Does not work inside tables. Even just properly addressing these aspects of markdown's rendering is more complex than you think it is. It belongs to external projects with proper maintenance. I don't think mc is the right place to host this minimal hack, nor that we would want to carry and maintain it. |
ок. I'll try to take into account the remarks that can be addressed without introducing significant complexity or performance cost. In particular, I can look into improving the areas you pointed out (such as header levels, table alignment and inline code handling) where the fixes are relatively small and do not require turning this into a full Markdown renderer. However, the goal will still be to keep the implementation lightweight and simple, avoiding features that would significantly increase complexity or effectively require implementing a full Markdown parser. |
I don't think that a restricted Markdown parser implemented as a monstrous AWK script without tests is a suitable addition to mc codebase in the first place. If you need/want something like that, you can put it in your user directory. |
|
I'm not one of the two main developers who will decide, I'm just writing my opinion. (Although one of the main developers has just chimed in and seems to be on my side.) I'm afraid I didn't clearly articulate my problems. As for me, it's not the "tiny" bugs that you may fix. It's the overall concept. mc is not the proper place for such hacks fulfilling the particular needs of the author, in the vague hope that supporting this particular tiny subset might be useful for others as well. Mind you, even if you could turn this to a full-blown Markdown parser-formatter, in beautful clean code, being the best Markdown parser-formatter out there, mc still wouldn't be the right place for it. It should live as an external tool, mc only doing the gluing. |
I’m still in the top 10 contributors by number of commits to the mc project, even though I haven’t committed for about 7 years. :) I can certainly add more tests for the parser, but it seems to me that the issue here is not really about the number of tests. Still, if the patch is not needed - no problem. This functionality is useful for me, but of course the decision is yours. |
Not sure how that's relevant.
"for me" is the part that bothers me. We're supposedly developing this piece of software for a hopefully wide audience, in hopefully high quality. The bar should be much higher than "useful for me". |
you are right
Most of the functionality I’ve contributed to mc over the years was written based on the principle of “useful for me”. That’s fairly natural: I use the software myself. At the same time, this is not an unusual situation in open source. I’m a fairly typical file manager user, so things that are convenient for me tend to be convenient for many others as well. PS: I’m also starting to feel a bit uncomfortable that I’m taking up your time and pulling you into a discussion about functionality that may not even belong in upstream. |
There might be some subtle terminology differences here. Of course it's okay if you work on things that are useful for you, and prefer not to spend your time on features / fixes at areas you personally don't care about. That's one thing. The feature you're proposing here is useful for you. But the other possible way to look at it is: Out of a much-much larger feature set of markdown, you've just implemented the bare minimum that results in an obvious improvement for you. In the name of supporting markdown, you maybe support 5% of it because that's what you're looking for. It's useful for you, but I'm not buying that others would also be similarly happy with this feature. I am not familiar with your earlier contributions, I just happened to learn in another thread just the other day that you wrote the Learn keys dialog, and I'm sure you've seen the discussions about whether to keep or remove that feature. My impression with the Learn keys dialog is similar: It looks to me like it implements the bare minimum that you found useful. It's full of shortcomings; bugs if you will. It cannot override escape sequences that are already defined in terminfo, it does not recognize and cannot use urxvt's Ctrl-F1 I'm much more of an "all or nothing" guy. IMO let's do it properly, or let's not do it at all.

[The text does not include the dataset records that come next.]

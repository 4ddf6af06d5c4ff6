use axum::http::StatusCode;
use axum::response::{IntoResponse, Response};
use axum::Json;
use serde_json::json;
use service::errors::ServiceError;
use tracing::error;

/// JSON error body: `{"status": 404, "error": "Not Found", "message": "..."}`.
#[derive(Debug)]
pub struct JsonApiError {
    pub status: StatusCode,
    pub message: String,
}

impl JsonApiError {
    pub fn new(status: StatusCode, message: impl Into<String>) -> Self {
        Self { status, message: message.into() }
    }

    pub fn bad_request(message: impl Into<String>) -> Self { Self::new(StatusCode::BAD_REQUEST, message) }

    pub fn not_found(message: impl Into<String>) -> Self { Self::new(StatusCode::NOT_FOUND, message) }
}

impl IntoResponse for JsonApiError {
    fn into_response(self) -> Response {
        let reason = self.status.canonical_reason().unwrap_or("Error");
        let body = json!({
            "status": self.status.as_u16(),
            "error": reason,
            "message": self.message,
        });
        (self.status, Json(body)).into_response()
    }
}

impl From<ServiceError> for JsonApiError {
    fn from(e: ServiceError) -> Self {
        match e {
            ServiceError::Validation(msg) => Self::bad_request(msg),
            ServiceError::NotFound(msg) => Self::not_found(msg),
            ServiceError::Db(msg) => {
                error!(error = %msg, "account store failure");
                Self::new(StatusCode::INTERNAL_SERVER_ERROR, "internal storage error")
            }
        }
    }
}
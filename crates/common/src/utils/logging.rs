use std::io;
use tracing_subscriber::{fmt, EnvFilter};

/// Initialize tracing subscriber with sensible defaults and stdout writer.
/// - Respects `RUST_LOG` if set
/// - Falls back to `info,tower_http=info,sqlx=warn`
/// - Writes to stdout to improve visibility in environments that hide stderr
pub fn init_logging_default() {
    let env_filter = EnvFilter::try_from_default_env()
        .unwrap_or_else(|_| EnvFilter::new("info,tower_http=info,sqlx=warn"));
    let _ = fmt()
        .with_env_filter(env_filter)
        .with_target(false)
        .compact()
        .with_writer(io::stdout)
        .try_init();
}

/// Initialize tracing subscriber with JSON structured output.
/// - Respects `RUST_LOG` if set, defaults to `info`
/// - Emits one JSON object per event for log shippers
pub fn init_logging_json() {
    let env_filter = EnvFilter::try_from_default_env()
        .unwrap_or_else(|_| EnvFilter::new("info,sqlx=warn"));
    let _ = fmt()
        .with_env_filter(env_filter)
        .with_target(false)
        .json()
        .with_writer(io::stdout)
        .try_init();
}

/// Pick the subscriber by name; anything other than `json` gets the compact format.
pub fn init_logging(format: &str) {
    if format.eq_ignore_ascii_case("json") {
        init_logging_json();
    } else {
        init_logging_default();
    }
}
pub mod types;
pub mod utils;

Don't feel uncomfortable and don't worry about it: I can at any time choose to ignore this (or any) ticket. |
The main issue is that tables are particularly hard to read in raw Markdown. That’s exactly why I addressed them specifically. Most other Markdown constructs are already reasonably readable in their raw form, but tables tend to turn into a dense block of text that is difficult to scan with the eyes. So the change was intentionally focused on that specific pain point. The rest of Markdown usually remains readable enough without additional formatting, while tables benefit the most from structured rendering.

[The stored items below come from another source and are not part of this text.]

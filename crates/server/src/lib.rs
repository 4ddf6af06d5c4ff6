pub mod errors;
pub mod extract;
pub mod openapi;
pub mod routes;
pub mod startup;
pub mod state;

pub use startup::run;
pub use state::AppState;
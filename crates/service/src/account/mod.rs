pub mod repository;
pub mod service;

pub use repository::{AccountRepository, SeaOrmAccountRepository};
pub use service::AccountService;
pub mod accounts;

use axum::{
    http::{header, StatusCode},
    middleware,
    response::{IntoResponse, Response},
    routing::get,
    Json, Router,
};
use common::types::{Health, ServiceInfo};
use tower_http::{
    cors::CorsLayer,
    trace::{DefaultMakeSpan, DefaultOnFailure, DefaultOnRequest, DefaultOnResponse, TraceLayer},
};
use tracing::Level;
use utoipa::OpenApi;

use crate::errors::JsonApiError;
use crate::openapi::ApiDoc;
use crate::state::AppState;

#[utoipa::path(
    get, path = "/health", tag = "health",
    responses((status = 200, description = "Service is up", body = crate::openapi::HealthResponse))
)]
pub async fn health() -> Json<Health> {
    Json(Health::ok())
}

#[utoipa::path(
    get, path = "/", tag = "health",
    responses((status = 200, description = "Service name, version and collection path"))
)]
pub async fn index() -> Json<ServiceInfo> {
    Json(ServiceInfo::new(env!("CARGO_PKG_VERSION")))
}

async fn openapi_json() -> Json<utoipa::openapi::OpenApi> {
    Json(ApiDoc::openapi())
}

async fn not_found() -> JsonApiError {
    JsonApiError::not_found("the requested URL was not found on the server")
}

/// axum answers unknown methods on known paths with an empty 405; give it
/// the same JSON body as every other error while keeping `Allow`.
async fn json_method_not_allowed(res: Response) -> Response {
    if res.status() != StatusCode::METHOD_NOT_ALLOWED {
        return res;
    }
    let allow = res.headers().get(header::ALLOW).cloned();
    let mut out = JsonApiError::new(StatusCode::METHOD_NOT_ALLOWED, "method not allowed for the requested URL")
        .into_response();
    if let Some(allow) = allow {
        out.headers_mut().insert(header::ALLOW, allow);
    }
    out
}

/// Build the full application router.
pub fn build_router(state: AppState, cors: CorsLayer) -> Router {
    let api = Router::new()
        .route("/accounts", get(accounts::list).post(accounts::create))
        .route(
            "/accounts/:id",
            get(accounts::read).put(accounts::update).delete(accounts::delete),
        );

    Router::new()
        .route("/", get(index))
        .route("/health", get(health))
        .route("/api-docs/openapi.json", get(openapi_json))
        .merge(api)
        .fallback(not_found)
        .with_state(state)
        .layer(middleware::map_response(json_method_not_allowed))
        .layer(cors)
        .layer(
            TraceLayer::new_for_http()
                // 每次请求创建 span，包含方法和路径
                .make_span_with(DefaultMakeSpan::new().level(Level::INFO).include_headers(false))
                .on_request(DefaultOnRequest::new().level(Level::INFO))
                // 响应返回时打点，包含状态码与耗时
                .on_response(DefaultOnResponse::new().level(Level::INFO).include_headers(false))
                .on_failure(DefaultOnFailure::new().level(Level::ERROR)),
        )
}
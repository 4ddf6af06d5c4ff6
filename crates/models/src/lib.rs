pub mod errors;
pub mod db;
pub mod account;
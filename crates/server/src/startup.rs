use std::sync::Arc;

use axum::Router;
use configs::AppConfig;
use migration::MigratorTrait;
use service::account::SeaOrmAccountRepository;
use tokio::net::TcpListener;
use tower_http::cors::CorsLayer;
use tracing::info;

use crate::routes;
use crate::state::AppState;

fn build_cors() -> CorsLayer {
    CorsLayer::very_permissive()
}

/// Router over an already-constructed state, with the default CORS policy.
pub fn build_app(state: AppState) -> Router {
    routes::build_router(state, build_cors())
}

async fn shutdown_signal() {
    if let Err(e) = tokio::signal::ctrl_c().await {
        tracing::error!(error = %e, "failed to listen for shutdown signal");
        std::future::pending::<()>().await;
    }
    info!("shutdown signal received, draining connections");
}

/// Public entry: connect the store, migrate, and serve until Ctrl+C.
pub async fn run(cfg: AppConfig) -> anyhow::Result<()> {
    let db = models::db::connect_with_config(&cfg.database).await?;
    if cfg.database.auto_migrate {
        migration::Migrator::up(&db, None).await?;
        info!("database migrations applied");
    }

    let state = AppState::new(Arc::new(SeaOrmAccountRepository::new(db)));
    let app = build_app(state);

    let listener = TcpListener::bind((cfg.server.host.as_str(), cfg.server.port)).await?;
    let addr = listener.local_addr()?;
    info!(%addr, "starting account service");
    axum::serve(listener, app)
        .with_graceful_shutdown(shutdown_signal())
        .await?;
    Ok(())
}
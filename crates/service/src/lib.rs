//! Service layer for the account resource.
//! - `account::repository` abstracts persistence behind an injectable trait.
//! - `account::service` holds the create/update rules on top of it.

pub mod errors;
pub mod account;
#[cfg(test)]
pub mod test_support;
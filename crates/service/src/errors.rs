use models::errors::ModelError;
use thiserror::Error;

#[derive(Debug, Error)]
pub enum ServiceError {
    #[error("validation error: {0}")]
    Validation(String),
    #[error("not found: {0}")]
    NotFound(String),
    #[error("database error: {0}")]
    Db(String),
}

impl ServiceError {
    pub fn not_found(entity: &str, id: i32) -> Self { Self::NotFound(format!("{} with id [{}] not found", entity, id)) }
}

impl From<ModelError> for ServiceError {
    fn from(e: ModelError) -> Self {
        match e {
            ModelError::DataValidation(_) => Self::Validation(e.to_string()),
            ModelError::Db(msg) => Self::Db(msg),
        }
    }
}

impl From<sea_orm::DbErr> for ServiceError {
    fn from(e: sea_orm::DbErr) -> Self { Self::Db(e.to_string()) }
}
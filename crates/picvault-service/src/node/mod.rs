//! Node tree operations and uploads.

pub mod service;
pub mod upload;

pub use service::{DeleteOutcome, NewFile, NodeService, ReleaseFailure};
pub use upload::{UploadParams, UploadService};
//! Media storage configuration.

use serde::{Deserialize, Serialize};

/// Top-level media storage configuration.
#[derive(Debug, Clone, Serialize, Deserialize)]
pub struct StorageConfig {
    /// Media provider: `"local"` or `"memory"`.
    #[serde(default = "default_provider")]
    pub provider: String,
    /// Maximum upload size in bytes (default 5 MiB).
    #[serde(default = "default_max_upload")]
    pub max_upload_size_bytes: u64,
    /// Accepted content type prefixes, e.g. `"image/"`.
    #[serde(default = "default_allowed_content_types")]
    pub allowed_content_types: Vec<String>,
    /// Base URL under which stored assets are reachable.
    #[serde(default = "default_public_base_url")]
    pub public_base_url: String,
    /// Local filesystem provider settings.
    #[serde(default)]
    pub local: LocalStorageConfig,
    /// Thumbnail generation settings.
    #[serde(default)]
    pub thumbnail: ThumbnailConfig,
}

impl Default for StorageConfig {
    fn default() -> Self {
        Self {
            provider: default_provider(),
            max_upload_size_bytes: default_max_upload(),
            allowed_content_types: default_allowed_content_types(),
            public_base_url: default_public_base_url(),
            local: LocalStorageConfig::default(),
            thumbnail: ThumbnailConfig::default(),
        }
    }
}

impl StorageConfig {
    /// Whether a content type is accepted for upload.
    pub fn accepts(&self, content_type: &str) -> bool {
        let content_type = content_type.to_ascii_lowercase();
        self.allowed_content_types
            .iter()
            .any(|prefix| content_type.starts_with(&prefix.to_ascii_lowercase()))
    }
}

/// Local filesystem provider configuration.
#[derive(Debug, Clone, Serialize, Deserialize)]
pub struct LocalStorageConfig {
    /// Root directory for stored assets.
    #[serde(default = "default_local_root")]
    pub root_path: String,
}

impl Default for LocalStorageConfig {
    fn default() -> Self {
        Self {
            root_path: default_local_root(),
        }
    }
}

/// Preview generation configuration.
#[derive(Debug, Clone, Serialize, Deserialize)]
pub struct ThumbnailConfig {
    /// Whether thumbnails are generated on upload.
    #[serde(default = "default_true")]
    pub enabled: bool,
    /// Longest edge of a generated thumbnail, in pixels.
    #[serde(default = "default_thumbnail_size")]
    pub max_dimension: u32,
}

impl Default for ThumbnailConfig {
    fn default() -> Self {
        Self {
            enabled: true,
            max_dimension: default_thumbnail_size(),
        }
    }
}

fn default_provider() -> String {
    "local".to_string()
}

fn default_max_upload() -> u64 {
    5_242_880 // 5 MiB
}

fn default_allowed_content_types() -> Vec<String> {
    vec!["image/".to_string()]
}

fn default_public_base_url() -> String {
    "http://localhost:8080/media".to_string()
}

fn default_local_root() -> String {
    "./data/media".to_string()
}

fn default_true() -> bool {
    true
}

fn default_thumbnail_size() -> u32 {
    256
}
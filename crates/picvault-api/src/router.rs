//! Route definitions for the PicVault HTTP API.
//!
//! All routes are organized by domain and mounted under `/api`.
//! The router receives `AppState` and passes it to all handlers via Axum's `State` extractor.

use std::time::Duration;

use axum::{
    Router,
    extract::DefaultBodyLimit,
    middleware as axum_middleware,
    routing::{get, patch, post},
};
use tower_http::compression::CompressionLayer;
use tower_http::services::ServeDir;
use tower_http::timeout::TimeoutLayer;
use tower_http::trace::TraceLayer;

use crate::handlers;
use crate::middleware;
use crate::middleware::cors::build_cors_layer;
use crate::state::AppState;

/// Room for multipart boundaries and the text fields around the file part.
const MULTIPART_OVERHEAD_BYTES: usize = 64 * 1024;

/// Build the complete Axum router with all routes and middleware.
pub fn build_router(state: AppState) -> Router {
    let body_limit = state.config.storage.max_upload_size_bytes as usize + MULTIPART_OVERHEAD_BYTES;

    let api_routes = Router::new()
        .merge(health_routes())
        .merge(identity_routes())
        .merge(upload_routes())
        .merge(folder_routes())
        .merge(node_routes());

    let mut router = Router::new().nest("/api", api_routes);

    // Local assets are served back under the public base URL's path.
    if state.config.storage.provider == "local" {
        router = router.nest_service(
            "/media",
            ServeDir::new(&state.config.storage.local.root_path),
        );
    }

    let cors = build_cors_layer(&state.config.server.cors);
    let timeout = Duration::from_secs(state.config.server.request_timeout_seconds);

    router
        .layer(DefaultBodyLimit::max(body_limit))
        .layer(TimeoutLayer::new(timeout))
        .layer(CompressionLayer::new())
        .layer(TraceLayer::new_for_http())
        .layer(cors)
        .layer(axum_middleware::from_fn(middleware::logging::request_logging))
        .with_state(state)
}

/// Liveness
fn health_routes() -> Router<AppState> {
    Router::new().route("/health", get(handlers::health::health))
}

/// Identity profile from the bearer token
fn identity_routes() -> Router<AppState> {
    Router::new().route("/me", get(handlers::auth::me))
}

fn upload_routes() -> Router<AppState> {
    Router::new().route("/files/upload", post(handlers::file::upload_file))
}

fn folder_routes() -> Router<AppState> {
    Router::new().route("/folders/create", post(handlers::folder::create_folder))
}

/// Listing, lookup, star, trash, move, rename, delete
fn node_routes() -> Router<AppState> {
    Router::new()
        .route("/nodes", get(handlers::node::list_nodes))
        .route("/nodes/starred", get(handlers::node::list_starred))
        .route(
            "/nodes/trash",
            get(handlers::node::list_trash).delete(handlers::node::empty_trash),
        )
        .route(
            "/nodes/{id}",
            get(handlers::node::get_node).delete(handlers::node::delete_node),
        )
        .route("/nodes/{id}/ancestors", get(handlers::node::ancestors))
        .route("/nodes/{id}/star", patch(handlers::node::toggle_star))
        .route("/nodes/{id}/trash", patch(handlers::node::move_to_trash))
        .route("/nodes/{id}/restore", patch(handlers::node::restore))
        .route("/nodes/{id}/move", patch(handlers::node::move_node))
        .route("/nodes/{id}/rename", patch(handlers::node::rename))
}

The idea of removing the Learn Keys dialog is honestly quite discouraging to me. In my view, removing it would make dealing with terminal compatibility problems significantly harder. Despite its limitations, it provides a practical way for users to adapt mc to terminals that behave differently or send unexpected escape sequences. Without such a mechanism, resolving these issues becomes much more difficult for users.
No, I didn’t write the Learn Keys dialog. What I implemented was the basic support for remapping hotkeys.

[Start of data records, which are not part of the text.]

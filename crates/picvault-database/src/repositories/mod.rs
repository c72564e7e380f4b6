//! Repository implementations for PicVault entities.

pub mod node;

pub use node::{MemoryNodeRepository, NodeRepository, PgNodeRepository};
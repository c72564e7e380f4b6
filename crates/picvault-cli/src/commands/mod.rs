//! CLI command definitions and dispatch.

pub mod migrate;
pub mod serve;
pub mod token;
pub mod trash;
pub mod tree;

use std::sync::Arc;

use clap::{Parser, Subcommand};

use crate::output::OutputFormat;
use picvault_core::config::AppConfig;
use picvault_core::error::AppError;
use picvault_core::traits::media::MediaStore;
use picvault_database::NodeStore;
use picvault_service::NodeService;
use picvault_storage::MediaManager;

/// PicVault: per-user image library
#[derive(Debug, Parser)]
#[command(name = "picvault", version, about, long_about = None)]
pub struct Cli {
    /// Path to a configuration file; defaults to config/{PICVAULT_ENV}.toml layering
    #[arg(short, long)]
    pub config: Option<String>,

    /// Output format
    #[arg(short, long, value_enum, default_value = "table")]
    pub format: OutputFormat,

    /// Subcommand to execute
    #[command(subcommand)]
    pub command: Commands,
}

/// Top-level commands
#[derive(Debug, Subcommand)]
pub enum Commands {
    /// Start the PicVault server
    Serve(serve::ServeArgs),
    /// Database migration management
    Migrate(migrate::MigrateArgs),
    /// Development bearer tokens
    Token(token::TokenArgs),
    /// Print a user's file tree
    Tree(tree::TreeArgs),
    /// Trash maintenance
    Trash(trash::TrashArgs),
}

impl Cli {
    /// Execute the CLI command
    pub async fn execute(&self) -> Result<(), AppError> {
        let config = load_config(self.config.as_deref())?;
        match &self.command {
            Commands::Serve(args) => serve::execute(args, config).await,
            Commands::Migrate(args) => migrate::execute(args, &config).await,
            Commands::Token(args) => token::execute(args, &config, self.format),
            Commands::Tree(args) => tree::execute(args, &config, self.format).await,
            Commands::Trash(args) => trash::execute(args, &config, self.format).await,
        }
    }
}

/// Helper: load configuration from an explicit file or the environment layering
pub fn load_config(config_path: Option<&str>) -> Result<AppConfig, AppError> {
    match config_path {
        Some(path) => AppConfig::from_file(path),
        None => {
            let env = std::env::var("PICVAULT_ENV").unwrap_or_else(|_| "development".to_string());
            AppConfig::load(&env)
        }
    }
}

/// Helper: connect the configured backends and build a node service
pub async fn node_service(config: &AppConfig) -> Result<(NodeStore, NodeService), AppError> {
    let store = NodeStore::connect(&config.database).await?;
    let media: Arc<dyn MediaStore> = Arc::new(MediaManager::new(&config.storage).await?);
    let service = NodeService::new(store.repository(), media, config.storage.clone());
    Ok((store, service))
}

I worked on vertical block support, block indent/unindent with Tab / Shift+Tab, the transition from single-byte handling to UTF-8, global clipboard support, the implementation of mcdiff, undo/redo in mcedit, line number display, allowing the cursor to move beyond the end of line, editor macros, text autocompletion in mcedit, and spell checking via aspell. You may want to look there — perhaps you’ll find plenty of bad code in those parts. |
I must have misunderstood something then, my bad.
For those lucky users who don't run into any of its problems. For some other users it's literally unusable. Why does it not do the same for everyone, without the limitations? :) If my assumptions are true that its issues have existed ever since this feature was added, it shouldn't have passed code review, unfortunately it did. Anyway, I shouldn't have digressed, let's get back to our topic.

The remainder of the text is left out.